Previous posts (here and here) have looked at various FIT data sets and highlighted the fact that London has had the lowest capacity of PV installed of any region.

Plotting the installation rates of PV capacity per region per quarter (as provided by data in the Ofgem newsletters) since the FIT programme started (April 2010) provides a comparison of not only how low London’s capacity is compared to other regions of the country (London is the line skirting along the bottom, just below the North-East), but also how the various regions reacted to the sudden and major change in FIT tariffs (a good summary of which is in the following Guardian article).

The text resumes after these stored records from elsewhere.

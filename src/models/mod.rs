//! Data models for taleprint.
//!
//! This module contains all the core data structures used throughout the system.

mod category;
pub mod fingerprint;
mod record;
mod signal;
mod verdict;

pub use category::Category;
pub use fingerprint::{
    Antagonist, CanonicalFingerprint, Dimension, DimensionValue, Mechanism, PrimaryFear,
    Setting, Twist, WILDCARD,
};
pub use record::{RecordId, RecordStatus, RegistryRecord};
pub use signal::{DuplicateLevel, DuplicateSignal};
pub use verdict::{
    CompatibilityVerdict, RankedCandidate, RejectReason, Tier, Warning, WarningKind,
};
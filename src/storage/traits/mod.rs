//! Storage backend traits.

mod registry;
mod vector;

pub use registry::RegistryStore;
pub use vector::{CancelFlag, SimilarityIndex, SimilarityRecord};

The majority of regions witnessed a significant’spike’ in the number of PV systems installed as a result of the Government’s announcement that there was to be an near-immediate reduction in the FIT tariff level for PV.  However, in London, though there there was an increase – it was incredibly modest compared to nearly all other parts of the country. Does this reflect:

  • A low level of interest in PV by Londoners?
  • More renters and more flats in London reducing demand for PV?
  • Perhaps only a small number of companies are offering PV in the capital?
  • Less knowledge in the benefits of PV by Londoners?
  • Or are PV companies more attracted to doing business outside London – ie cheaper staff, less hassle factor, easier to put up scaffolding etc etc – more installs mean more money for them?

Whatever the reason, the potential of the most appropriate of the renewable technologies for London is currently being unrealised. The GLA’s 2012 London renewable energy study estimated that PV has the technical potential to supply up to 19% of the capital’s electricity consumption.

NB More recent data – up to December 31 2012 – is available in Ofgem’s latest  FIT register database of 8 January 2013 (link  to the Excel spreadsheet here – it’s a big file at 39MB with around 350,000 separate entries for FIT installations across the UK). The database indicates that of the 31MW of PV capacity in London, the vast majority – around 27 MW – comes from small scale household installations.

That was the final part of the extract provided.